# Recorded information
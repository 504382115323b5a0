use chrono::{DateTime, Utc};
use serde::{Deserialize, Serialize};
use uuid::Uuid;

use crate::types::{Author, MessageId};

/// Events emitted by a conversation after each state change.
///
/// Consumed by renderers that redraw the transcript and by the event log.
#[derive(Clone, Debug, PartialEq, Serialize, Deserialize)]
#[serde(tag = "type", rename_all = "snake_case")]
#[non_exhaustive]
pub enum ConversationEvent {
    /// A message was appended to the transcript.
    MessageAppended {
        conversation_id: Uuid,
        message_id: MessageId,
        author: Author,
        timestamp: DateTime<Utc>,
    },

    /// A user turn received its assistant reply.
    TurnAnswered {
        conversation_id: Uuid,
        message_id: MessageId,
        reply_id: MessageId,
        timestamp: DateTime<Utc>,
    },

    /// The conversation was torn down; pending replies were dropped.
    ConversationClosed {
        conversation_id: Uuid,
        dropped_turns: usize,
        timestamp: DateTime<Utc>,
    },
}

impl ConversationEvent {
    pub fn conversation_id(&self) -> Uuid {
        match self {
            ConversationEvent::MessageAppended { conversation_id, .. }
            | ConversationEvent::TurnAnswered { conversation_id, .. }
            | ConversationEvent::ConversationClosed { conversation_id, .. } => *conversation_id,
        }
    }
}
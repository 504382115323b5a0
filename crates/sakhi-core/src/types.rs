use std::fmt;

use chrono::{DateTime, Utc};
use serde::{Deserialize, Serialize};

// =============================================================================
// Identifiers
// =============================================================================

/// Sequence number of a message within one conversation.
///
/// Assigned in insertion order starting at 1, so ordering by id is ordering
/// by position in the transcript.
#[derive(Clone, Copy, Debug, PartialEq, Eq, PartialOrd, Ord, Hash, Serialize, Deserialize)]
#[serde(transparent)]
pub struct MessageId(pub u64);

impl fmt::Display for MessageId {
    fn fmt(&self, f: &mut fmt::Formatter<'_>) -> fmt::Result {
        write!(f, "{}", self.0)
    }
}

// =============================================================================
// Enums
// =============================================================================

/// Who wrote a message.
#[derive(Clone, Copy, Debug, PartialEq, Eq, Hash, Serialize, Deserialize)]
#[serde(rename_all = "snake_case")]
pub enum Author {
    User,
    Assistant,
}

impl fmt::Display for Author {
    fn fmt(&self, f: &mut fmt::Formatter<'_>) -> fmt::Result {
        match self {
            Author::User => write!(f, "user"),
            Author::Assistant => write!(f, "assistant"),
        }
    }
}

/// Lifecycle of a user turn.
///
/// - Submitted -> AwaitingReply (reply scheduled)
/// - AwaitingReply -> Answered (assistant message appended)
///
/// `Answered` is terminal.
#[derive(Clone, Copy, Debug, PartialEq, Eq, Hash, Serialize, Deserialize)]
#[serde(rename_all = "snake_case")]
pub enum TurnStatus {
    /// Appended to the transcript, reply not yet scheduled.
    Submitted,
    /// Reply scheduled, waiting for the simulated delay.
    AwaitingReply,
    /// Assistant reply appended.
    Answered,
}

impl fmt::Display for TurnStatus {
    fn fmt(&self, f: &mut fmt::Formatter<'_>) -> fmt::Result {
        match self {
            TurnStatus::Submitted => write!(f, "Submitted"),
            TurnStatus::AwaitingReply => write!(f, "AwaitingReply"),
            TurnStatus::Answered => write!(f, "Answered"),
        }
    }
}

impl TurnStatus {
    /// Returns whether a transition from `self` to `target` is valid.
    pub fn can_transition_to(&self, target: &TurnStatus) -> bool {
        matches!(
            (self, target),
            (TurnStatus::Submitted, TurnStatus::AwaitingReply)
                | (TurnStatus::AwaitingReply, TurnStatus::Answered)
        )
    }

    pub fn is_pending(&self) -> bool {
        !matches!(self, TurnStatus::Answered)
    }
}

// =============================================================================
// Message
// =============================================================================

/// One entry of the transcript.
#[derive(Clone, Debug, PartialEq, Eq, Serialize, Deserialize)]
pub struct Message {
    pub id: MessageId,
    pub author: Author,
    pub content: String,
    pub created_at: DateTime<Utc>,
    /// Lifecycle state. Only user messages carry one.
    #[serde(default, skip_serializing_if = "Option::is_none")]
    pub status: Option<TurnStatus>,
    /// The user message this assistant message answers. `None` for the greeting.
    #[serde(default, skip_serializing_if = "Option::is_none")]
    pub reply_to: Option<MessageId>,
}

impl Message {
    /// A freshly submitted user message.
    pub fn user(id: MessageId, content: impl Into<String>, created_at: DateTime<Utc>) -> Self {
        Self {
            id,
            author: Author::User,
            content: content.into(),
            created_at,
            status: Some(TurnStatus::Submitted),
            reply_to: None,
        }
    }

    /// An assistant message, optionally answering a user turn.
    pub fn assistant(
        id: MessageId,
        content: impl Into<String>,
        created_at: DateTime<Utc>,
        reply_to: Option<MessageId>,
    ) -> Self {
        Self {
            id,
            author: Author::Assistant,
            content: content.into(),
            created_at,
            status: None,
            reply_to,
        }
    }

    pub fn is_user(&self) -> bool {
        self.author == Author::User
    }
}
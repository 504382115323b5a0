use std::path::Path;
use std::time::Duration;

use serde::{Deserialize, Serialize};
use tracing::{info, warn};

use crate::error::{Result, SakhiError};

/// Greeting shown as the first assistant message of every conversation.
pub const DEFAULT_GREETING: &str =
    "Namaste! I'm Sakhi, your AI farming assistant. How can I help you with your crops today?";

/// Top-level configuration for Sakhi.
///
/// Loaded from `~/.sakhi/config.toml` by default. Every section is optional
/// in the file; missing keys fall back to their defaults.
#[derive(Debug, Clone, Default, Serialize, Deserialize)]
pub struct SakhiConfig {
    #[serde(default)]
    pub general: GeneralConfig,
    #[serde(default)]
    pub chat: ChatConfig,
    #[serde(default)]
    pub voice: VoiceConfig,
}

impl SakhiConfig {
    /// Load configuration from a TOML file.
    ///
    /// Returns an error if the file cannot be read, parsed, or fails validation.
    pub fn load(path: &Path) -> Result<Self> {
        let content = std::fs::read_to_string(path)?;
        let config: SakhiConfig = toml::from_str(&content)?;
        config.validate()?;
        info!("Configuration loaded from {}", path.display());
        Ok(config)
    }

    /// Load configuration from a TOML file, falling back to defaults if the
    /// file does not exist or cannot be parsed.
    pub fn load_or_default(path: &Path) -> Self {
        match Self::load(path) {
            Ok(config) => config,
            Err(e) => {
                warn!(
                    "Failed to load config from {}: {}. Using defaults.",
                    path.display(),
                    e
                );
                Self::default()
            }
        }
    }

    /// Save the current configuration to a TOML file.
    pub fn save(&self, path: &Path) -> Result<()> {
        if let Some(parent) = path.parent() {
            std::fs::create_dir_all(parent)?;
        }
        let content = toml::to_string_pretty(self)?;
        std::fs::write(path, content)?;
        info!("Configuration saved to {}", path.display());
        Ok(())
    }

    /// Reject values the chat engine cannot run with.
    pub fn validate(&self) -> Result<()> {
        if self.chat.max_message_length == Some(0) {
            return Err(SakhiError::Config(
                "chat.max_message_length must be greater than zero".to_string(),
            ));
        }
        if self.chat.greeting.trim().is_empty() {
            return Err(SakhiError::Config("chat.greeting cannot be empty".to_string()));
        }
        if self.chat.event_capacity == 0 {
            return Err(SakhiError::Config(
                "chat.event_capacity must be greater than zero".to_string(),
            ));
        }
        Ok(())
    }
}

/// General application settings.
#[derive(Debug, Clone, Serialize, Deserialize)]
#[serde(default)]
pub struct GeneralConfig {
    /// Log level: trace, debug, info, warn, error.
    pub log_level: String,
}

impl Default for GeneralConfig {
    fn default() -> Self {
        Self {
            log_level: "info".to_string(),
        }
    }
}

/// Conversation settings.
#[derive(Debug, Clone, Serialize, Deserialize)]
#[serde(default)]
pub struct ChatConfig {
    /// Simulated latency before an assistant reply is appended.
    pub reply_delay_ms: u64,
    /// Longest accepted user message, in characters. Unlimited when unset.
    #[serde(default, skip_serializing_if = "Option::is_none")]
    pub max_message_length: Option<usize>,
    /// First assistant message of every conversation.
    pub greeting: String,
    /// Buffer size of the conversation event channel.
    pub event_capacity: usize,
}

impl Default for ChatConfig {
    fn default() -> Self {
        Self {
            reply_delay_ms: 1000,
            max_message_length: None,
            greeting: DEFAULT_GREETING.to_string(),
            event_capacity: 64,
        }
    }
}

impl ChatConfig {
    pub fn reply_delay(&self) -> Duration {
        Duration::from_millis(self.reply_delay_ms)
    }
}

/// Optional speech capture / playback settings.
#[derive(Debug, Clone, Serialize, Deserialize)]
#[serde(default)]
pub struct VoiceConfig {
    /// Whether the voice commands are offered at all.
    pub enabled: bool,
    /// BCP 47 language tag passed to the speech backend.
    pub language: String,
}

impl Default for VoiceConfig {
    fn default() -> Self {
        Self {
            enabled: true,
            language: "en-US".to_string(),
        }
    }
}
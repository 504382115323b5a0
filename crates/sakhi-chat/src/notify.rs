//! User-facing advisory notifications.
//!
//! Capability problems are never thrown through the conversation; they are
//! reported as short notifications to whatever renders them.

use serde::{Deserialize, Serialize};
use tokio::sync::mpsc;

/// Visual weight of a notification.
#[derive(Clone, Copy, Debug, Default, PartialEq, Eq, Hash, Serialize, Deserialize)]
#[serde(rename_all = "snake_case")]
pub enum NotificationVariant {
    #[default]
    Default,
    /// Something the user asked for did not happen.
    Destructive,
}

/// A short title/description pair shown to the user.
#[derive(Clone, Debug, PartialEq, Eq, Serialize, Deserialize)]
pub struct Notification {
    pub title: String,
    pub description: String,
    #[serde(default)]
    pub variant: NotificationVariant,
}

impl Notification {
    pub fn info(title: impl Into<String>, description: impl Into<String>) -> Self {
        Self {
            title: title.into(),
            description: description.into(),
            variant: NotificationVariant::Default,
        }
    }

    pub fn destructive(title: impl Into<String>, description: impl Into<String>) -> Self {
        Self {
            title: title.into(),
            description: description.into(),
            variant: NotificationVariant::Destructive,
        }
    }
}

/// Receives notifications for display.
pub trait NotificationSink: Send + Sync {
    fn notify(&self, notification: Notification);
}


/// Forwards notifications over an unbounded channel to a renderer task.
#[derive(Debug, Clone)]
pub struct ChannelSink {
    tx: mpsc::UnboundedSender<Notification>,
}

impl ChannelSink {
    pub fn new() -> (Self, mpsc::UnboundedReceiver<Notification>) {
        let (tx, rx) = mpsc::unbounded_channel();
        (Self { tx }, rx)
    }
}

impl NotificationSink for ChannelSink {
    fn notify(&self, notification: Notification) {
        if self.tx.send(notification).is_err() {
            tracing::debug!("Notification dropped: renderer has gone away");
        }
    }
}
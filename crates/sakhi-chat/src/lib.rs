//! Conversational core for Krishi Sakhi.
//!
//! Provides the keyword rule table, the reply engine with its randomized
//! fallback pool, the conversation store that drives each turn from
//! submission to answer, and the optional speech capability.

pub mod error;
pub mod notify;
pub mod response;
pub mod rules;
pub mod scheduler;
pub mod store;
pub mod voice;

pub use error::ChatError;
pub use notify::{ChannelSink, Notification, NotificationSink, NotificationVariant};
pub use response::{generate_reply, FallbackPicker, FixedPicker, ResponseEngine, ThreadRngPicker};
pub use rules::{Rule, Topic, Trigger, FALLBACK_REPLIES, RULES};
pub use scheduler::{
    Clock, ImmediateScheduler, ManualClock, ManualScheduler, ReplyScheduler, ReplyTask, SystemClock,
    TokioScheduler,
};
pub use store::ConversationStore;
pub use voice::{SpeechCapability, UnavailableSpeech, VoiceInterface};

# About this task
Search the data above for the string "that". Report every line where it is found.

# Solution to this task
/// Consumed by renderers that redraw the transcript and by the event log.
//! fallback pool, the conversation store that drives each turn from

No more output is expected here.